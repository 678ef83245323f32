use crate::{
    api::{employee, leave_request},
    config::Config,
};
use actix_governor::{
    Governor, GovernorConfig, GovernorConfigBuilder, PeerIpKeyExtractor,
    governor::middleware::NoOpMiddleware,
};
use actix_web::web;

pub fn configure(cfg: &mut web::ServiceConfig, config: Config) {
    // Helper to build per-route limiter config
    fn build_limiter(requests_per_min: u32) -> GovernorConfig<PeerIpKeyExtractor, NoOpMiddleware> {
        let per_ms = if requests_per_min == 0 {
            1
        } else {
            60_000 / requests_per_min as u64
        };
        GovernorConfigBuilder::default()
            .per_millisecond(per_ms)
            .burst_size(requests_per_min)
            .key_extractor(PeerIpKeyExtractor)
            .finish()
            .unwrap()
    }

    let read_limiter = build_limiter(config.rate_read_per_min);
    let write_limiter = build_limiter(config.rate_write_per_min);

    cfg.service(
        web::scope(&config.api_prefix)
            .wrap(Governor::new(&read_limiter)) // rate limiting
            .service(
                web::scope("/employees")
                    // /employees
                    .service(
                        web::resource("").route(web::get().to(employee::list_employees)),
                    )
                    // /employees/{id}
                    .service(
                        web::resource("/{id}").route(web::get().to(employee::get_employee)),
                    ),
            )
            .service(
                web::scope("/leave")
                    // /leave
                    .service(
                        web::resource("")
                            .route(web::get().to(leave_request::leave_list))
                            .route(web::post().to(leave_request::create_leave)),
                    )
                    // /leave/pending (before /{id}, fixed segments first)
                    .service(
                        web::resource("/pending")
                            .route(web::get().to(leave_request::pending_leaves)),
                    )
                    // /leave/summary
                    .service(
                        web::resource("/summary")
                            .route(web::get().to(leave_request::leave_summary)),
                    )
                    // /leave/{id}
                    .service(
                        web::resource("/{id}").route(web::get().to(leave_request::get_leave)),
                    )
                    // /leave/{id}/approve
                    .service(
                        web::resource("/{id}/approve")
                            .wrap(Governor::new(&write_limiter))
                            .route(web::put().to(leave_request::approve_leave)),
                    )
                    // /leave/{id}/reject
                    .service(
                        web::resource("/{id}/reject")
                            .wrap(Governor::new(&write_limiter))
                            .route(web::put().to(leave_request::reject_leave)),
                    )
                    // /leave/{id}/cancel
                    .service(
                        web::resource("/{id}/cancel")
                            .wrap(Governor::new(&write_limiter))
                            .route(web::put().to(leave_request::cancel_leave)),
                    ),
            ),
    );
}
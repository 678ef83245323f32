use actix_web::{HttpResponse, Responder, web};
use serde::Deserialize;
use serde_json::json;
use tracing::error;
use utoipa::{IntoParams, ToSchema};

use crate::model::employee::Employee;
use crate::store::EmployeeStore;

#[derive(Debug, Deserialize, IntoParams, ToSchema)]
#[serde(rename_all = "camelCase")]
pub struct EmployeeQuery {
    /// Filter by tenant
    #[param(example = "tenant-1")]
    pub tenant_id: Option<String>,
}

#[derive(serde::Serialize, ToSchema)]
pub struct EmployeeListResponse {
    pub data: Vec<Employee>,
}

/// Employee directory listing
#[utoipa::path(
    get,
    path = "/api/employees",
    params(EmployeeQuery),
    responses(
        (status = 200, description = "Employee list", body = EmployeeListResponse)
    ),
    tag = "Employee"
)]
pub async fn list_employees(
    store: web::Data<dyn EmployeeStore>,
    query: web::Query<EmployeeQuery>,
) -> actix_web::Result<impl Responder> {
    let employees = store
        .list(query.tenant_id.as_deref())
        .await
        .map_err(|e| {
            error!(error = %e, "Failed to list employees");
            actix_web::error::ErrorInternalServerError("Internal Server Error")
        })?;

    Ok(HttpResponse::Ok().json(EmployeeListResponse { data: employees }))
}

/// Employee lookup by id
#[utoipa::path(
    get,
    path = "/api/employees/{id}",
    params(
        ("id" = String, Path, description = "Employee id")
    ),
    responses(
        (status = 200, description = "Employee found", body = Employee),
        (status = 404, description = "Employee not found", body = Object, example = json!({
            "message": "Employee not found"
        }))
    ),
    tag = "Employee"
)]
pub async fn get_employee(
    store: web::Data<dyn EmployeeStore>,
    path: web::Path<String>,
) -> actix_web::Result<impl Responder> {
    let id = path.into_inner();
    let employee = store.get(&id).await.map_err(|e| {
        error!(error = %e, id = %id, "Failed to fetch employee");
        actix_web::error::ErrorInternalServerError("Internal Server Error")
    })?;

    match employee {
        Some(data) => Ok(HttpResponse::Ok().json(data)),
        None => Ok(HttpResponse::NotFound().json(json!({
            "message": "Employee not found"
        }))),
    }
}
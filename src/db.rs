use std::sync::Arc;

use sqlx::MySqlPool;

use crate::store::MySqlStore;

/// Connects the pool and wraps it in the production store.
pub async fn init_store(database_url: &str) -> Arc<MySqlStore> {
    let pool = MySqlPool::connect(database_url)
        .await
        .expect("Failed to connect to database");
    Arc::new(MySqlStore::new(pool))
}
use serde::{Deserialize, Serialize};
use utoipa::ToSchema;

#[derive(Debug, Clone, Serialize, Deserialize, ToSchema)]
#[serde(rename_all = "camelCase")]
#[schema(
    example = json!({
        "id": "emp1",
        "tenantId": "tenant-1",
        "firstName": "John",
        "lastName": "Doe",
        "email": "john.doe@example.com",
        "department": "Engineering",
        "status": "active"
    })
)]
pub struct Employee {
    #[schema(example = "emp1")]
    pub id: String,

    #[schema(example = "tenant-1")]
    pub tenant_id: String,

    #[schema(example = "John")]
    pub first_name: String,

    #[schema(example = "Doe")]
    pub last_name: String,

    #[schema(example = "john.doe@example.com")]
    pub email: String,

    #[schema(example = "Engineering")]
    pub department: String,

    #[schema(example = "active")]
    pub status: String,
}

impl Employee {
    /// Name shown next to a pending request in the approval queue.
    pub fn display_name(&self) -> String {
        format!("{} {}", self.first_name, self.last_name)
    }
}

• Problem statement: Print every line of the listing shown above, exactly.

• Result of this task:
repository 678ef83245323f32
use crate::{
    api::{employee, leave_request},
    config::Config,
};
use actix_governor::{
    Governor, GovernorConfig, GovernorConfigBuilder, PeerIpKeyExtractor,
    governor::middleware::NoOpMiddleware,
};
use actix_web::web;

pub fn configure(cfg: &mut web::ServiceConfig, config: Config) {
    // Helper to build per-route limiter config
    fn build_limiter(requests_per_min: u32) -> GovernorConfig<PeerIpKeyExtractor, NoOpMiddleware> {
        let per_ms = if requests_per_min == 0 {
            1
        } else {
            60_000 / requests_per_min as u64
        };
        GovernorConfigBuilder::default()
            .per_millisecond(per_ms)
            .burst_size(requests_per_min)
            .key_extractor(PeerIpKeyExtractor)
            .finish()
            .unwrap()
    }

    let read_limiter = build_limiter(config.rate_read_per_min);
    let write_limiter = build_limiter(config.rate_write_per_min);

    cfg.service(
        web::scope(&config.api_prefix)
            .wrap(Governor::new(&read_limiter)) // rate limiting
            .service(
                web::scope("/employees")
                    // /employees
                    .service(
                        web::resource("").route(web::get().to(employee::list_employees)),
                    )
                    // /employees/{id}
                    .service(
                        web::resource("/{id}").route(web::get().to(employee::get_employee)),
                    ),
            )
            .service(
                web::scope("/leave")
                    // /leave
                    .service(
                        web::resource("")
                            .route(web::get().to(leave_request::leave_list))
                            .route(web::post().to(leave_request::create_leave)),
                    )
                    // /leave/pending (before /{id}, fixed segments first)
                    .service(
                        web::resource("/pending")
                            .route(web::get().to(leave_request::pending_leaves)),
                    )
                    // /leave/summary
                    .service(
                        web::resource("/summary")
                            .route(web::get().to(leave_request::leave_summary)),
                    )
                    // /leave/{id}
                    .service(
                        web::resource("/{id}").route(web::get().to(leave_request::get_leave)),
                    )
                    // /leave/{id}/approve
                    .service(
                        web::resource("/{id}/approve")
                            .wrap(Governor::new(&write_limiter))
                            .route(web::put().to(leave_request::approve_leave)),
                    )
                    // /leave/{id}/reject
                    .service(
                        web::resource("/{id}/reject")
                            .wrap(Governor::new(&write_limiter))
                            .route(web::put().to(leave_request::reject_leave)),
                    )
                    // /leave/{id}/cancel
                    .service(
                        web::resource("/{id}/cancel")
                            .wrap(Governor::new(&write_limiter))
                            .route(web::put().to(leave_request::cancel_leave)),
                    ),
            ),
    );
}
repository 678ef83245323f32
use actix_web::{HttpResponse, Responder, web};
use serde::Deserialize;
use serde_json::json;
use tracing::error;
use utoipa::{IntoParams, ToSchema};

use crate::model::employee::Employee;
use crate::store::EmployeeStore;

#[derive(Debug, Deserialize, IntoParams, ToSchema)]
#[serde(rename_all = "camelCase")]
pub struct EmployeeQuery {
    /// Filter by tenant
    #[param(example = "tenant-1")]
    pub tenant_id: Option<String>,
}

#[derive(serde::Serialize, ToSchema)]
pub struct EmployeeListResponse {
    pub data: Vec<Employee>,
}

/// Employee directory listing
#[utoipa::path(
    get,
    path = "/api/employees",
    params(EmployeeQuery),
    responses(
        (status = 200, description = "Employee list", body = EmployeeListResponse)
    ),
    tag = "Employee"
)]
pub async fn list_employees(
    store: web::Data<dyn EmployeeStore>,
    query: web::Query<EmployeeQuery>,
) -> actix_web::Result<impl Responder> {
    let employees = store
        .list(query.tenant_id.as_deref())
        .await
        .map_err(|e| {
            error!(error = %e, "Failed to list employees");
            actix_web::error::ErrorInternalServerError("Internal Server Error")
        })?;

    Ok(HttpResponse::Ok().json(EmployeeListResponse { data: employees }))
}

/// Employee lookup by id
#[utoipa::path(
    get,
    path = "/api/employees/{id}",
    params(
        ("id" = String, Path, description = "Employee id")
    ),
    responses(
        (status = 200, description = "Employee found", body = Employee),
        (status = 404, description = "Employee not found", body = Object, example = json!({
            "message": "Employee not found"
        }))
    ),
    tag = "Employee"
)]
pub async fn get_employee(
    store: web::Data<dyn EmployeeStore>,
    path: web::Path<String>,
) -> actix_web::Result<impl Responder> {
    let id = path.into_inner();
    let employee = store.get(&id).await.map_err(|e| {
        error!(error = %e, id = %id, "Failed to fetch employee");
        actix_web::error::ErrorInternalServerError("Internal Server Error")
    })?;

    match employee {
        Some(data) => Ok(HttpResponse::Ok().json(data)),
        None => Ok(HttpResponse::NotFound().json(json!({
            "message": "Employee not found"
        }))),
    }
}
filename src/db.rs
use std::sync::Arc;

use sqlx::MySqlPool;

use crate::store::MySqlStore;

/// Connects the pool and wraps it in the production store.
pub async fn init_store(database_url: &str) -> Arc<MySqlStore> {
    let pool = MySqlPool::connect(database_url)
        .await
        .expect("Failed to connect to database");
    Arc::new(MySqlStore::new(pool))
}
use serde::{Deserialize, Serialize};
use utoipa::ToSchema;

#[derive(Debug, Clone, Serialize, Deserialize, ToSchema)]
#[serde(rename_all = "camelCase")]
#[schema(
    example = json!({
        "id": "emp1",
        "tenantId": "tenant-1",
        "firstName": "John",
        "lastName": "Doe",
        "email": "john.doe@example.com",
        "department": "Engineering",
        "status": "active"
    })
)]
pub struct Employee {
    #[schema(example = "emp1")]
    pub id: String,

    #[schema(example = "tenant-1")]
    pub tenant_id: String,

    #[schema(example = "John")]
    pub first_name: String,

    #[schema(example = "Doe")]
    pub last_name: String,

    #[schema(example = "john.doe@example.com")]
    pub email: String,

    #[schema(example = "Engineering")]
    pub department: String,

    #[schema(example = "active")]
    pub status: String,
}

impl Employee {
    /// Name shown next to a pending request in the approval queue.
    pub fn display_name(&self) -> String {
        format!("{} {}", self.first_name, self.last_name)
    }
}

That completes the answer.